What the task asks:
In the records below, the line with "- comment directive" opens the range and the line with "- target framework" closes it; print that range exactly and nothing else.

Source information:
//! NuGet package resolution for single-file C# script execution.
//!
//! This crate turns the `// #nuget:` directives of a script into the flat
//! list of assembly paths its compilation needs:
//!
//! - comment directive scanning ([`parse_directives`])
//! - registry version lookup and archive download ([`NugetClient`])
//! - package manifest parsing ([`Nuspec`])
//! - target framework compatibility and priority ([`is_compatible`])
//! - breadth-first transitive dependency walking ([`DependencyWalker`])
//! - an on-disk extraction cache with integrity checks ([`PackageCache`])
//! - best-match binary selection per target ([`select_artifacts`])
//! - the orchestrator tying it all together ([`ScriptPackageResolver`])
//!
//! ```no_run
//! use std::sync::Arc;
//! use csrun_nuget::{parse_directives, NugetClient, ScriptPackageResolver};
//!
//! # async fn example() -> Result<(), Box<dyn std::error::Error>> {
//! let source = "// #nuget: Newtonsoft.Json@13.0.3\nSystem.Console.WriteLine(1);";
//! let refs = parse_directives(source);
//! let registry = Arc::new(NugetClient::new()?);
//! let resolver = ScriptPackageResolver::new(registry, "/tmp/csrun-cache")?;
//! let assemblies = resolver.resolve(&refs).await?;
//! # Ok(())
//! # }
//! ```

mod artifacts;
mod cache;
mod directive;
mod framework;
mod nuspec;
mod package;
mod registry;
mod resolver;
mod walker;

pub use artifacts::select_artifacts;
pub use cache::{CacheError, PackageCache, HASH_SENTINEL};
pub use directive::parse_directives;
pub use framework::{
    family, is_compatible, normalize, priority, selection_priority, Family, DEFAULT_TARGET,
    EXACT_MATCH_BONUS, REF_ASSEMBLY_BONUS,
};
pub use nuspec::{DependencyGroup, Nuspec, NuspecDependency, NuspecError};
pub use package::{PackageCoord, PackageRef};
pub use registry::{NugetClient, Registry, RegistryError, FLAT_CONTAINER_URL, SEARCH_URL};
pub use resolver::{ResolveError, ScriptPackageResolver};
pub use walker::DependencyWalker;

Answer section:
//! - comment directive scanning ([`parse_directives`])
//! - registry version lookup and archive download ([`NugetClient`])
//! - package manifest parsing ([`Nuspec`])
//! - target framework compatibility and priority ([`is_compatible`])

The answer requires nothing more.